Gemifloxacin, given as an oral tablet, is rapidly absorbed from the gastrointestinal tract. Peak plasma concentrations of gemifloxacin were observed between 0.5 and 2 hours following oral tablet administration and the absolute bioavailability of the 320 mg tablet averaged approximately 71% (95% CI 60%-84%). Following repeat oral doses of 320 mg to healthy subjects, the mean ± SD maximal gemifloxacin plasma concentrations (Cmax) and systemic drug exposure (AUC (0-24)) were 1.61 ± 0.51 μg/mL (range 0.70-2.62 μg/mL) and 9.93 ± 3.07 μg•hr/mL (range 4.71-20.1 μg•hr/mL), respectively. In patients with respiratory and urinary tract infections (n=1423), similar estimates of systemic drug exposure were determined using a population pharmacokinetics analysis (geometric mean AUC (0-24), 8.36 μg•hr/mL; range 3.2 – 47.7 μg•hr/mL).

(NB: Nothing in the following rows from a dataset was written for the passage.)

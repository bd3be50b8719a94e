use serde::{Deserialize, Serialize};
use crate::error::ModelError;
use crate::movie::MovieDetail;
use crate::rating::UserRating;

/// A movie the user has watched and rated. Never mutated after creation.
#[derive(Debug, Clone, Serialize, Deserialize, PartialEq)]
#[serde(rename_all = "camelCase")]
pub struct WatchedEntry {
    pub id: String,
    pub title: String,
    pub year: String,
    pub poster_url: String,
    pub runtime_minutes: u32,
    pub imdb_rating: Option<f64>,
    pub user_rating: UserRating,
}

impl WatchedEntry {
    /// Build an entry from a loaded detail record and the user's rating.
    ///
    /// Fails when the detail's runtime text has no leading minute count.
    pub fn from_detail(detail: &MovieDetail, user_rating: UserRating) -> Result<Self, ModelError> {
        Ok(Self {
            id: detail.id.clone(),
            title: detail.title.clone(),
            year: detail.year.clone(),
            poster_url: detail.poster_url.clone(),
            runtime_minutes: detail.runtime_minutes()?,
            imdb_rating: detail.imdb_rating,
            user_rating,
        })
    }
}
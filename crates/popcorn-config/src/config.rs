use serde::{Deserialize, Serialize};
use std::path::PathBuf;
use std::time::Duration;
use crate::credentials::CredentialStore;

pub const DEFAULT_BASE_URL: &str = "https://www.omdbapi.com/";

/// Environment variable that takes precedence over every stored API key
pub const API_KEY_ENV: &str = "POPCORN_OMDB_API_KEY";

#[derive(Debug, Serialize, Deserialize, Default, Clone)]
pub struct Config {
    #[serde(default)]
    pub api: ApiConfig,
    #[serde(default)]
    pub search: SearchConfig,
    #[serde(default)]
    pub storage: StorageConfig,
}

#[derive(Debug, Serialize, Deserialize, Clone)]
pub struct ApiConfig {
    #[serde(default = "default_base_url")]
    pub base_url: String,
    /// Lowest-precedence key; prefer credentials.toml or the environment.
    #[serde(default, skip_serializing_if = "Option::is_none")]
    pub api_key: Option<String>,
}

#[derive(Debug, Serialize, Deserialize, Clone)]
pub struct SearchConfig {
    #[serde(default = "default_debounce_ms")]
    pub debounce_ms: u64,
}

#[derive(Debug, Serialize, Deserialize, Clone)]
pub struct StorageConfig {
    #[serde(default = "default_watched_key")]
    pub watched_key: String,
}

fn default_base_url() -> String {
    DEFAULT_BASE_URL.to_string()
}

fn default_debounce_ms() -> u64 {
    500
}

fn default_watched_key() -> String {
    "watched".to_string()
}

impl Default for ApiConfig {
    fn default() -> Self {
        Self {
            base_url: default_base_url(),
            api_key: None,
        }
    }
}

impl Default for SearchConfig {
    fn default() -> Self {
        Self {
            debounce_ms: default_debounce_ms(),
        }
    }
}

impl Default for StorageConfig {
    fn default() -> Self {
        Self {
            watched_key: default_watched_key(),
        }
    }
}

impl Config {
    pub fn load_from_file(path: &PathBuf) -> anyhow::Result<Self> {
        let content = std::fs::read_to_string(path)?;
        let config: Config = toml::from_str(&content)?;
        Ok(config)
    }

    /// Missing file means defaults; a present but broken file is still an error.
    pub fn load_or_default(path: &PathBuf) -> anyhow::Result<Self> {
        if !path.exists() {
            return Ok(Self::default());
        }
        Self::load_from_file(path)
    }

    pub fn save_to_file(&self, path: &PathBuf) -> anyhow::Result<()> {
        if let Some(parent) = path.parent() {
            std::fs::create_dir_all(parent)?;
        }
        let content = toml::to_string_pretty(self)?;
        std::fs::write(path, content)?;
        Ok(())
    }

    pub fn validate(&self) -> anyhow::Result<()> {
        if self.api.base_url.trim().is_empty() {
            return Err(anyhow::anyhow!("api.base_url cannot be empty"));
        }
        if !self.api.base_url.starts_with("http://") && !self.api.base_url.starts_with("https://") {
            return Err(anyhow::anyhow!("api.base_url must be an http(s) URL: {}", self.api.base_url));
        }
        if self.search.debounce_ms == 0 {
            return Err(anyhow::anyhow!("search.debounce_ms must be greater than zero"));
        }
        if self.storage.watched_key.trim().is_empty() {
            return Err(anyhow::anyhow!("storage.watched_key cannot be empty"));
        }
        Ok(())
    }

    pub fn debounce_window(&self) -> Duration {
        Duration::from_millis(self.search.debounce_ms)
    }

    /// Resolve the OMDb key: environment, then credentials file, then config.
    pub fn resolve_api_key(&self, credentials: &CredentialStore) -> Option<String> {
        std::env::var(API_KEY_ENV)
            .ok()
            .filter(|k| !k.is_empty())
            .or_else(|| credentials.get_omdb_api_key().cloned())
            .or_else(|| self.api.api_key.clone().filter(|k| !k.is_empty()))
    }
}

#[cfg(test)]
mod tests {
    use super::*;
    use tempfile::NamedTempFile;

    #[test]
    fn test_config_load_and_save() {
        let file = NamedTempFile::new().unwrap();
        let config = Config {
            api: ApiConfig {
                base_url: "https://omdb.example.test/".to_string(),
                api_key: Some("from-config".to_string()),
            },
            search: SearchConfig { debounce_ms: 250 },
            storage: StorageConfig::default(),
        };

        let path = file.path().to_path_buf();
        config.save_to_file(&path).unwrap();

        let loaded = Config::load_from_file(&path).unwrap();
        assert_eq!(loaded.api.base_url, "https://omdb.example.test/");
        assert_eq!(loaded.api.api_key.as_deref(), Some("from-config"));
        assert_eq!(loaded.search.debounce_ms, 250);
        assert_eq!(loaded.storage.watched_key, "watched");
    }

    #[test]
    fn test_partial_file_uses_defaults() {
        let config: Config = toml::from_str("[search]\ndebounce_ms = 800\n").unwrap();
        assert_eq!(config.api.base_url, DEFAULT_BASE_URL);
        assert_eq!(config.search.debounce_ms, 800);
        assert_eq!(config.debounce_window(), Duration::from_millis(800));
        assert_eq!(config.storage.watched_key, "watched");
    }

    #[test]
    fn test_load_or_default_missing_file() {
        let dir = tempfile::tempdir().unwrap();
        let config = Config::load_or_default(&dir.path().join("config.toml")).unwrap();
        assert_eq!(config.search.debounce_ms, 500);
    }

    #[test]
    fn test_config_validate() {
        let mut config = Config::default();
        assert!(config.validate().is_ok());

        config.search.debounce_ms = 0;
        assert!(config.validate().is_err());

        config.search.debounce_ms = 500;
        config.api.base_url = "ftp://nope".to_string();
        assert!(config.validate().is_err());

        config.api.base_url = DEFAULT_BASE_URL.to_string();
        config.storage.watched_key = " ".to_string();
        assert!(config.validate().is_err());
    }

    #[test]
    fn test_api_key_precedence_without_env() {
        // Only meaningful when the override variable is not set in the test environment
        if std::env::var(API_KEY_ENV).is_ok() {
            return;
        }
        let dir = tempfile::tempdir().unwrap();
        let mut credentials = CredentialStore::new(dir.path().join("credentials.toml"));

        let mut config = Config::default();
        assert_eq!(config.resolve_api_key(&credentials), None);

        config.api.api_key = Some("from-config".to_string());
        assert_eq!(config.resolve_api_key(&credentials).as_deref(), Some("from-config"));

        credentials.set_omdb_api_key("from-credentials".to_string());
        assert_eq!(config.resolve_api_key(&credentials).as_deref(), Some("from-credentials"));
    }
}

The pharmacokinetics of gemifloxacin were not significantly altered when a 320 mg dose was administered with a high-fat meal. Therefore FACTIVE tablets may be administered without regard to meals.

Distribution

In vitro binding of gemifloxacin to plasma proteins in healthy subjects is approximately 60 to 70% and is concentration independent. After repeated doses, the in vivo plasma protein binding in healthy elderly and young subjects ranged from 55% to 73% and was unaffected by age. Renal impairment does not significantly affect the protein binding of gemifloxacin. The blood-to-plasma concentration ratio of gemifloxacin was 1.2:1. The geometric mean for Vdss/F is 4.18 L/kg (range, 1.66 – 12.12 L/kg).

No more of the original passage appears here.